_REQUIREMENT_:
Search the records below for "VecDeque"; copy each line that has it.

_DATA FOR THIS TASK_:

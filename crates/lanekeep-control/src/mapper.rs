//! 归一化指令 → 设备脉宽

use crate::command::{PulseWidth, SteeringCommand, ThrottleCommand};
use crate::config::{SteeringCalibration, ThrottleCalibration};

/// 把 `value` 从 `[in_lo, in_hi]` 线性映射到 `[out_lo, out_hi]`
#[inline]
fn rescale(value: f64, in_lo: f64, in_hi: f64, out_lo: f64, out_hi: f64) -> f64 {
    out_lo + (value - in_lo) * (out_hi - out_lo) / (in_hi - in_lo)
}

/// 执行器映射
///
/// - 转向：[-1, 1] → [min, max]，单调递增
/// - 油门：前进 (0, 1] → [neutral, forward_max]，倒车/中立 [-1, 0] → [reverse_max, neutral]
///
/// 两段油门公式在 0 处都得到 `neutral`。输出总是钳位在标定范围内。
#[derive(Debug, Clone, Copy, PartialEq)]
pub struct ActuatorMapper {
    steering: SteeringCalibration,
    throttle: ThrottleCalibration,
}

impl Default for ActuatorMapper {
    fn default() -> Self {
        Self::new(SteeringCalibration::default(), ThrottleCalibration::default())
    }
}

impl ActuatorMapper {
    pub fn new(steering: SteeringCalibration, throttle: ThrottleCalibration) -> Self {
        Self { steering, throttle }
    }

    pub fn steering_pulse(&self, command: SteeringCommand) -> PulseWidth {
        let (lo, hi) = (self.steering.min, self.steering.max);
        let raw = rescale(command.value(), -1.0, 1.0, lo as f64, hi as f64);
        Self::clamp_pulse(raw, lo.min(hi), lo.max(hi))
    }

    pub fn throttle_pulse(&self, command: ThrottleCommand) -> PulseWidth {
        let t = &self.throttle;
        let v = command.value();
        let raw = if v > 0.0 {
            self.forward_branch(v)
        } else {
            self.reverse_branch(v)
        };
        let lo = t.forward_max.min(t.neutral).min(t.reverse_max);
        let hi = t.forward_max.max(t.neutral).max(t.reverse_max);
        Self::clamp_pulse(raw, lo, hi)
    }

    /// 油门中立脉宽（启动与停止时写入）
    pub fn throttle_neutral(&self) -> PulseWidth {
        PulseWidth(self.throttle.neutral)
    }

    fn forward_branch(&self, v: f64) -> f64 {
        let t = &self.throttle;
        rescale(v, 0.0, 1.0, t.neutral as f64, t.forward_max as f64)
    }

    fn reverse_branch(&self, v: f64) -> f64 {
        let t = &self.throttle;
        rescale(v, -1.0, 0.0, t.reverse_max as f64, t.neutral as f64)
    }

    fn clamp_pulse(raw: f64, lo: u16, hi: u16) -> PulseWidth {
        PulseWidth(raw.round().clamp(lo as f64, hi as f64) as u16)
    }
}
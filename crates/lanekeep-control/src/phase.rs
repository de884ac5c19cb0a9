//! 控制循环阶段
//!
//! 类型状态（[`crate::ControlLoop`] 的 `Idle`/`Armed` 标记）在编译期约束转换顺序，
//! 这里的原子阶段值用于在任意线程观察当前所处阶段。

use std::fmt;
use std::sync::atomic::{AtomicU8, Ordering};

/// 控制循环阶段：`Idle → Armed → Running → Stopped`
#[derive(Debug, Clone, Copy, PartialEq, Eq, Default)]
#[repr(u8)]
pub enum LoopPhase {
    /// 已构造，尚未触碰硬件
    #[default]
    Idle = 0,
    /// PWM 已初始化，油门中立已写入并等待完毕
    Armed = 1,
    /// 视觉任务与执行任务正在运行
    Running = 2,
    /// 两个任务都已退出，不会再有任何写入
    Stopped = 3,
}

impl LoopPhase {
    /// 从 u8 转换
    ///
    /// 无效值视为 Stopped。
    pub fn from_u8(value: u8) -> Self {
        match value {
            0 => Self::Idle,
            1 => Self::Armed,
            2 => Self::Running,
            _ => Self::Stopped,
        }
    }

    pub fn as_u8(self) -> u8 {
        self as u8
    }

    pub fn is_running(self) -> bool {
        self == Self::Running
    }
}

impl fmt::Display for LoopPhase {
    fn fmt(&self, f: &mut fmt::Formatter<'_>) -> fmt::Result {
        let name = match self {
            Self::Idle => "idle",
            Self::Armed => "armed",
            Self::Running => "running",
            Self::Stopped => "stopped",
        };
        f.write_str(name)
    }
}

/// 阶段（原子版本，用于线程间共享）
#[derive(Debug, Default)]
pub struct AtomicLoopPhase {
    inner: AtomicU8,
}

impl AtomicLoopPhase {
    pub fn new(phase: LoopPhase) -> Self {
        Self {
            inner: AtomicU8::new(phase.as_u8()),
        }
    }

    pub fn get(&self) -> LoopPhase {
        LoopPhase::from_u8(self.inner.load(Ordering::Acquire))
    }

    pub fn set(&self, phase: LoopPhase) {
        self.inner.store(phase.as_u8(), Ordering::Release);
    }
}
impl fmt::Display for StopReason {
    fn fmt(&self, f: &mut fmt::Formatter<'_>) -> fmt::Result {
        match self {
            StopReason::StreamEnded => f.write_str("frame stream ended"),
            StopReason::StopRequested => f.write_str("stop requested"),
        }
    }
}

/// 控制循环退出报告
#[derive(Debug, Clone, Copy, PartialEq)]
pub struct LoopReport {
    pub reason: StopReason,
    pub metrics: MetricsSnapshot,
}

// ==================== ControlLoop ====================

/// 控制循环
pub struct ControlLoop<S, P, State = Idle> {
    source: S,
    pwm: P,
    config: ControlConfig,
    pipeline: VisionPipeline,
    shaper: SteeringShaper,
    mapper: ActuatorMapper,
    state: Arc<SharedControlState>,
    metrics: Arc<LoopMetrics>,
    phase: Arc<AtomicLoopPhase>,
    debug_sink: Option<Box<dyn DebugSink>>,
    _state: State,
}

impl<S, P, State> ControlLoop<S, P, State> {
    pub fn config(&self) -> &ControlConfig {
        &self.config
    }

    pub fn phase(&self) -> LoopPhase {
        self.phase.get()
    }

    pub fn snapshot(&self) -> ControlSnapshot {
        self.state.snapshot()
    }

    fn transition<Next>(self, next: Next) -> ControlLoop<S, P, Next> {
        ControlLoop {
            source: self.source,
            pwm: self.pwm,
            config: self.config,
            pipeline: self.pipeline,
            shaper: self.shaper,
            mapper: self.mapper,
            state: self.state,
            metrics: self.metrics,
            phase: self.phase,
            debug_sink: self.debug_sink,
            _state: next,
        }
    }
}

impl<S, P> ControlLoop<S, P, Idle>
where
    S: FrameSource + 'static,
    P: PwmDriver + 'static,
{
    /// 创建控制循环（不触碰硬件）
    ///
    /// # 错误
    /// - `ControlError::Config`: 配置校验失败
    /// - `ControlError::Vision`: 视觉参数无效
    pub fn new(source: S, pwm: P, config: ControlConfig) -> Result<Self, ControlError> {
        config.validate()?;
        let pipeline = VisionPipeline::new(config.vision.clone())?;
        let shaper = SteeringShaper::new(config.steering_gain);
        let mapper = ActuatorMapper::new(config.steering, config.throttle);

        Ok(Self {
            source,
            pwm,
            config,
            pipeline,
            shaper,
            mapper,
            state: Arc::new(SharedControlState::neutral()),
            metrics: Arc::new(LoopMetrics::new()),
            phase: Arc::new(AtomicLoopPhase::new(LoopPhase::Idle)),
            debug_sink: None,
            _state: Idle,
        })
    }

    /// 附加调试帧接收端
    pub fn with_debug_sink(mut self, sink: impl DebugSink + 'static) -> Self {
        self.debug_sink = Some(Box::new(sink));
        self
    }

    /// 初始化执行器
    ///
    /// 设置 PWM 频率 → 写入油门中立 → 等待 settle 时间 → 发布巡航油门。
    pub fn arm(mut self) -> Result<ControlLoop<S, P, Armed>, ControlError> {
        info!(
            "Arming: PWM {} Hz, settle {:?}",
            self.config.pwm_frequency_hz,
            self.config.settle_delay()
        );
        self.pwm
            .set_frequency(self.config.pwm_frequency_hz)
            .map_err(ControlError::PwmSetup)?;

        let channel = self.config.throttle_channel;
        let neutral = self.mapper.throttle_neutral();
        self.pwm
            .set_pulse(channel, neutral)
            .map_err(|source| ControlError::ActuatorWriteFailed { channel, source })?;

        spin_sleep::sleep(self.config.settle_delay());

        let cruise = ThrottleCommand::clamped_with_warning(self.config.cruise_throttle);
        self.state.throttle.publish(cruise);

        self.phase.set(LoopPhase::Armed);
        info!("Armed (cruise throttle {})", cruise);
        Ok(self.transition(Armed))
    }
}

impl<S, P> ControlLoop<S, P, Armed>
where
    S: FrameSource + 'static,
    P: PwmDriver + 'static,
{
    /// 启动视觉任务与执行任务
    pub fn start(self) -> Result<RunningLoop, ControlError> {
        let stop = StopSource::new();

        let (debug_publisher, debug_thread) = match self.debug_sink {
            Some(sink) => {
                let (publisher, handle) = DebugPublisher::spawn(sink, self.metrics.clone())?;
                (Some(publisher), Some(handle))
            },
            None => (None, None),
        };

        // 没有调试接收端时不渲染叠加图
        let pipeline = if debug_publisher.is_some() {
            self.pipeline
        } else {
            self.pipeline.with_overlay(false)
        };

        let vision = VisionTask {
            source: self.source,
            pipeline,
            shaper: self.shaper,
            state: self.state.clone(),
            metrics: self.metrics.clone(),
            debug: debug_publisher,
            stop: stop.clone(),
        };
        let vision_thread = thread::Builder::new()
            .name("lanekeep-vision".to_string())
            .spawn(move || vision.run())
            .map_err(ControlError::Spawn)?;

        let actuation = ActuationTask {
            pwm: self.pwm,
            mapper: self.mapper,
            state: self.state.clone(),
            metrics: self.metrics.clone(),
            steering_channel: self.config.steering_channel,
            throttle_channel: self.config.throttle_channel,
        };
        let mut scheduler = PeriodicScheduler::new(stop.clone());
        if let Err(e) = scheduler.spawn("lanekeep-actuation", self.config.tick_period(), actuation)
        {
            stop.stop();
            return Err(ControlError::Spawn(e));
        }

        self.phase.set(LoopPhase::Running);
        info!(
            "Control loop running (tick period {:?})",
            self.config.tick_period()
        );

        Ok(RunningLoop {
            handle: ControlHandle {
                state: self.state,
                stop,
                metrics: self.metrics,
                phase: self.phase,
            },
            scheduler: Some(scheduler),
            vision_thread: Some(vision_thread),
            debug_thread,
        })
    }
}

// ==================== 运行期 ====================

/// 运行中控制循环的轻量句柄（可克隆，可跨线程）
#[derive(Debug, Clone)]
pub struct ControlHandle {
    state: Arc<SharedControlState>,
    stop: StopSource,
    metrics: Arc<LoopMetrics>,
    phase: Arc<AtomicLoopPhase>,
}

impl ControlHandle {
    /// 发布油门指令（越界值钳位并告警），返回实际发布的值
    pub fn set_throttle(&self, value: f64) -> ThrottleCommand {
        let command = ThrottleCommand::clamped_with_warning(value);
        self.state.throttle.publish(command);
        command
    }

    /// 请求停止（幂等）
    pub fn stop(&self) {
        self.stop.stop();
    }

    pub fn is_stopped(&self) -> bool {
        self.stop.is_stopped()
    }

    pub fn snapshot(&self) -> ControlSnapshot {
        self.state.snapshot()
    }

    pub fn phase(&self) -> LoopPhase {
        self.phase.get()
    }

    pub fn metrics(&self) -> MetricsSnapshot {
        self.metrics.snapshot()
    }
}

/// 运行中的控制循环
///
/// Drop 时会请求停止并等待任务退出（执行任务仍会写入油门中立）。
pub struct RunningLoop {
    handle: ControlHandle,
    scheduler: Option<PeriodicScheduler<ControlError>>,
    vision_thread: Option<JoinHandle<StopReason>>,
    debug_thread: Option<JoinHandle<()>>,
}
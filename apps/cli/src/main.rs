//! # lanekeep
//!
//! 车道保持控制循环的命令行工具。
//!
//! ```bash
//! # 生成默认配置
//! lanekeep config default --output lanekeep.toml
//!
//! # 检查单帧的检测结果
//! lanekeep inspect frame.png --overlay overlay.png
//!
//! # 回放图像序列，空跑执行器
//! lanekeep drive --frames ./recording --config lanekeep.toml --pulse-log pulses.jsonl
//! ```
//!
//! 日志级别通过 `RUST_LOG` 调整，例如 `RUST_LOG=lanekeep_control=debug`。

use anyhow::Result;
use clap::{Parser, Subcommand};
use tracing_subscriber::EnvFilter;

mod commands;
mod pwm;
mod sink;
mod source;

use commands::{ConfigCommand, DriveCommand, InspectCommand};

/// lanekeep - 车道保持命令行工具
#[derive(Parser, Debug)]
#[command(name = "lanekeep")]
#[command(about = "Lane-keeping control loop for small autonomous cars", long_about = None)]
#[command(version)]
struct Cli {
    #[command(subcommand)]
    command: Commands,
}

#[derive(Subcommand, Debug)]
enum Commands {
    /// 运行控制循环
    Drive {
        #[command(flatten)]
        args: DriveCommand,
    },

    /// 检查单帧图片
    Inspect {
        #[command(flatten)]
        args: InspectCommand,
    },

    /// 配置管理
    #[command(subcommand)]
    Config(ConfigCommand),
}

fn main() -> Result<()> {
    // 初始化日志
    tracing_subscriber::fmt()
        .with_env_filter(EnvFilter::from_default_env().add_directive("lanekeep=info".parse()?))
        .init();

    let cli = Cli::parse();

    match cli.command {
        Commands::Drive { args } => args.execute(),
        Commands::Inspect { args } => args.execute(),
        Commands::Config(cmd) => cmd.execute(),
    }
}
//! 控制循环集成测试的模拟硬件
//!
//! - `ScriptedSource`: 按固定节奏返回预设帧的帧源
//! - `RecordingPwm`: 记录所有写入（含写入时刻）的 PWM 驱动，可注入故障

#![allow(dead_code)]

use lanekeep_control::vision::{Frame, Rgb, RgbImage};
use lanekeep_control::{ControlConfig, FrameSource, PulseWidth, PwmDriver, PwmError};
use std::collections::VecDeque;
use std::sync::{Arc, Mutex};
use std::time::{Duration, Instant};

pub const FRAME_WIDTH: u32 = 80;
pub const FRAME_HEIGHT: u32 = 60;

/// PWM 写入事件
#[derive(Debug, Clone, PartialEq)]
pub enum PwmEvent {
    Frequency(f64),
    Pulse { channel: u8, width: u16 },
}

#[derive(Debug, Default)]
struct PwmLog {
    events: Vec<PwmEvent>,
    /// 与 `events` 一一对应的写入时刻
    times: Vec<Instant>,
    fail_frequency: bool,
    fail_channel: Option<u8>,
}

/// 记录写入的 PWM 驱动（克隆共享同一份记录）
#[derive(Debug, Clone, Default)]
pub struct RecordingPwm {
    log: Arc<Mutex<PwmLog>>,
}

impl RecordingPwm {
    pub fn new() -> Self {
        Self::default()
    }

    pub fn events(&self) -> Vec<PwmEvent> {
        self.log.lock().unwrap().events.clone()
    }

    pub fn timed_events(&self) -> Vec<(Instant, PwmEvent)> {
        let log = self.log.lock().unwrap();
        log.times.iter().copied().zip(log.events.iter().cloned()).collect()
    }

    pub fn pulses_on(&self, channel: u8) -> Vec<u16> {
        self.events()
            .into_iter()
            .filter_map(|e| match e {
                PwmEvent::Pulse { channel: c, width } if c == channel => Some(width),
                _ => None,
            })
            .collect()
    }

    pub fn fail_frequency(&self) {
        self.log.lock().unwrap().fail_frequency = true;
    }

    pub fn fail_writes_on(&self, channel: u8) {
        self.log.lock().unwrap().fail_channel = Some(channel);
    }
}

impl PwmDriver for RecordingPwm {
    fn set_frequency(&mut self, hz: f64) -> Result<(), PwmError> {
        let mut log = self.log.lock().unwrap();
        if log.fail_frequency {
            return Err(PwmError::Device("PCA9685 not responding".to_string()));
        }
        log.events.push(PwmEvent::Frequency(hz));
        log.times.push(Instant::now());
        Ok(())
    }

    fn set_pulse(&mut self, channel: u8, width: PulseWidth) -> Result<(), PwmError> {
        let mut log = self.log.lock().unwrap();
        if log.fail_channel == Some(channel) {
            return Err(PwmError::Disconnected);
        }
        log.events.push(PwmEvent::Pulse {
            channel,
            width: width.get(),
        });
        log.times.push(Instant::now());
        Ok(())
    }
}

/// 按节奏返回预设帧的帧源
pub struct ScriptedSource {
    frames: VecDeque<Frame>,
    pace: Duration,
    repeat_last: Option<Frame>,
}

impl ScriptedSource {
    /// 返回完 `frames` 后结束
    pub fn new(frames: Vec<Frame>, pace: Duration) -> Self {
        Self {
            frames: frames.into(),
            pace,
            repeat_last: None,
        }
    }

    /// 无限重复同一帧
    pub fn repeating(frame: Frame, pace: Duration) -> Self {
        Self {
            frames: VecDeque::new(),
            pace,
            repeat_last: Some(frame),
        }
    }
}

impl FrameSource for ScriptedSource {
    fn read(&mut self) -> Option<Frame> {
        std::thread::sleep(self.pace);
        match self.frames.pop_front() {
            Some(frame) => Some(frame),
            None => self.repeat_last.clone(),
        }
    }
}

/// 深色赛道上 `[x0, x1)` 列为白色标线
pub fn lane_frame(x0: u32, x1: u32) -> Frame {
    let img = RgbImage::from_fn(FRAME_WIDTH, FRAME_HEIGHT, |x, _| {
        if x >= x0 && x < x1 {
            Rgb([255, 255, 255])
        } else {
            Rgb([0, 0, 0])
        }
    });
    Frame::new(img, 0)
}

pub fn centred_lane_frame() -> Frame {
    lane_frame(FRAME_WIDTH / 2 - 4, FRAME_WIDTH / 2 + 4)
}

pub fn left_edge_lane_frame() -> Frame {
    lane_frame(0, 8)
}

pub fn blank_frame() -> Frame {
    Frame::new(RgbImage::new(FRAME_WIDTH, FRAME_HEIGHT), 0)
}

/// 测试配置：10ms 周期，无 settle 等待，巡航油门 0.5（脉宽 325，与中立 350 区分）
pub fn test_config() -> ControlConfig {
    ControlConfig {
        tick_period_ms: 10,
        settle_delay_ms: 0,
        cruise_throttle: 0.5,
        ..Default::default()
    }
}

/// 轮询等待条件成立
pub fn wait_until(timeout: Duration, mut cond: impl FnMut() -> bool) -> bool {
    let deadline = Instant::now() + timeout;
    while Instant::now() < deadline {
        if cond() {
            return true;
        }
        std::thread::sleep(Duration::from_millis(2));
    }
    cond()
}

_ANSWER AREA_:
use std::collections::VecDeque;
    frames: VecDeque<Frame>,
            frames: VecDeque::new(),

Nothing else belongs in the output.